Visible and mobile, my body is a thing among things; it’s caught in the fabric of the world, and its cohesion is that of a thing. But, because it moves itself and sees, it holds things in a circle around itself. Things are an annex or a prolongation of itself; they are incrusted into its flesh…the world is made of the same stuff as the body.– Maurice Merlau-Ponty, Eye and Mind
The world enters our body via sensual portals: eyes, nose, ears, skin and nervous system, it is then translated by our brains into meaning and experience.
The Appearance of Things attempts to access this tactile and optical experience and explores how we are enmeshed in an embodied and ephemeral world. All life, including our human form and being, passes through stages of birth, blossoming and death.
Life occupies environments – it makes itself at home, and enacts an arc of existence on this stage, be it a pond, a forest or a suburban home. Each image strives to celebrate a multitude of sensual bodies: animals, plants, and human beings. In many ways, the photographs are cabinets of wonder, echoing nineteenth century natural science’s fascination with the diversity of life.
The Appearance of Things encompasses still life, portrait, and landscape photographs, as well as many images that fuse these genres. This mingling is partly what the work is about: creating a shift in perspective where a body (portrait) becomes a landscape; a still life becomes a portrait; and a landscape becomes a body.

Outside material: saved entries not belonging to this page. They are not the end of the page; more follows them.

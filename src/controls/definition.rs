// This Source Code Form is subject to the terms of the Mozilla Public
// License, v. 2.0. If a copy of the MPL was not distributed with this
// file, You can obtain one at http://mozilla.org/MPL/2.0/.

//! Control definitions as written in instrument JSON files.

use pushpin_osc::Message;
use serde::{Deserialize, Deserializer, Serialize};

/// A control entry, tagged by its `$type` field.
#[derive(Debug, Clone, PartialEq, Serialize, Deserialize)]
#[serde(tag = "$type")]
pub enum ControlDefinition {
    #[serde(rename = "control-range")]
    Range(RangeDefinition),
    #[serde(rename = "control-macro")]
    Macro(MacroDefinition),
    #[serde(rename = "control-spacer")]
    Spacer,
    #[serde(rename = "control-spacer-address")]
    SpacerAddress(SpacerAddressDefinition),
    #[serde(rename = "control-switch")]
    Switch(SwitchDefinition),
    #[serde(rename = "control-menu")]
    Menu(MenuDefinition),
}

#[derive(Debug, Clone, PartialEq, Serialize, Deserialize)]
pub struct RangeDefinition {
    #[serde(default)]
    pub label: String,
    pub address: String,
    #[serde(default)]
    pub min: f32,
    #[serde(default = "default_max")]
    pub max: f32,
    #[serde(default, deserialize_with = "flag")]
    pub bipolar: bool,
    #[serde(default, deserialize_with = "flag")]
    pub modmatrix: bool,
}

#[derive(Debug, Clone, PartialEq, Serialize, Deserialize)]
pub struct MacroParam {
    pub address: String,
    #[serde(default)]
    pub min: f32,
    #[serde(default = "default_max")]
    pub max: f32,
}

#[derive(Debug, Clone, PartialEq, Serialize, Deserialize)]
pub struct MacroDefinition {
    #[serde(default)]
    pub label: String,
    #[serde(default)]
    pub params: Vec<MacroParam>,
    #[serde(default, deserialize_with = "flag")]
    pub modmatrix: bool,
}

#[derive(Debug, Clone, PartialEq, Serialize, Deserialize)]
pub struct SpacerAddressDefinition {
    pub address: String,
}

#[derive(Debug, Clone, PartialEq, Serialize, Deserialize)]
pub struct GroupDefinition {
    #[serde(default)]
    pub label: String,
    /// Process id of the instrument a routing group points at.
    #[serde(default)]
    pub pid: Option<String>,
    #[serde(default)]
    pub onselect: Option<Message>,
    #[serde(default)]
    pub controls: Vec<ControlDefinition>,
}

#[derive(Debug, Clone, PartialEq, Serialize, Deserialize)]
pub struct SwitchDefinition {
    #[serde(default)]
    pub label: String,
    #[serde(default)]
    pub address: Option<String>,
    #[serde(default)]
    pub groups: Vec<GroupDefinition>,
}

#[derive(Debug, Clone, PartialEq, Serialize, Deserialize)]
pub struct MenuItemDefinition {
    #[serde(default)]
    pub label: String,
    #[serde(default)]
    pub onselect: Option<Message>,
}

#[derive(Debug, Clone, PartialEq, Serialize, Deserialize)]
pub struct MenuDefinition {
    #[serde(default)]
    pub label: String,
    #[serde(default)]
    pub address: Option<String>,
    #[serde(default)]
    pub items: Vec<MenuItemDefinition>,
}

fn default_max() -> f32 {
    1.0
}

/// Accept `true`/`false` as well as `0`/`1` for boolean flags.
fn flag<'de, D>(deserializer: D) -> Result<bool, D::Error>
where
    D: Deserializer<'de>,
{
    #[derive(Deserialize)]
    #[serde(untagged)]
    enum Flag {
        Bool(bool),
        Number(f64),
    }

    Ok(match Flag::deserialize(deserializer)? {
        Flag::Bool(b) => b,
        Flag::Number(n) => n != 0.0,
    })
}

#[cfg(test)]
mod tests {
    use super::*;

    #[test]
    fn test_range_with_numeric_bipolar() {
        let def: ControlDefinition = serde_json::from_str(
            r#"{"$type": "control-range", "label": "Audio Channel",
                "address": "/param/a/osc/1/param1", "min": 0, "max": 1, "bipolar": 1}"#,
        )
        .unwrap();
        match def {
            ControlDefinition::Range(r) => {
                assert!(r.bipolar);
                assert!(!r.modmatrix);
                assert_eq!(r.max, 1.0);
            }
            other => panic!("unexpected {:?}", other),
        }
    }

    #[test]
    fn test_spacer_and_switch() {
        let defs: Vec<ControlDefinition> = serde_json::from_str(
            r#"[
                {"$type": "control-spacer"},
                {"$type": "control-switch", "label": "Osc Type", "groups": [
                    {"$type": "group", "label": "Classic",
                     "onselect": {"$type": "message", "address": "/param/a/osc/1/type", "value": 0},
                     "controls": [{"$type": "control-range", "label": "Shape", "address": "/s"}]}
                ]}
            ]"#,
        )
        .unwrap();
        assert_eq!(defs[0], ControlDefinition::Spacer);
        match &defs[1] {
            ControlDefinition::Switch(s) => {
                assert_eq!(s.groups.len(), 1);
                assert_eq!(s.groups[0].controls.len(), 1);
                assert!(s.address.is_none());
            }
            other => panic!("unexpected {:?}", other),
        }
    }

    #[test]
    fn test_unknown_type_is_rejected() {
        let result: Result<ControlDefinition, _> =
            serde_json::from_str(r#"{"$type": "control-blob"}"#);
        assert!(result.is_err());
    }
}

Printed at large scale and floating against a rich, dark background, the photographs beckon the viewer to a cinematic immersion in the image. The installation of the work as triptychs and diptychs juxtapose various bodies in divergent earthly environments and shift scale significantly across the images. The works are meant to engage the body of the viewer and become galaxies of their own through the use of space and the dilation and contraction of scale.
My hope is that the images will appear as if seen from the sky at night, the perspective from the deep space, looking down at illuminated stages of real magic occurring all over our extraordinary planet simultaneously.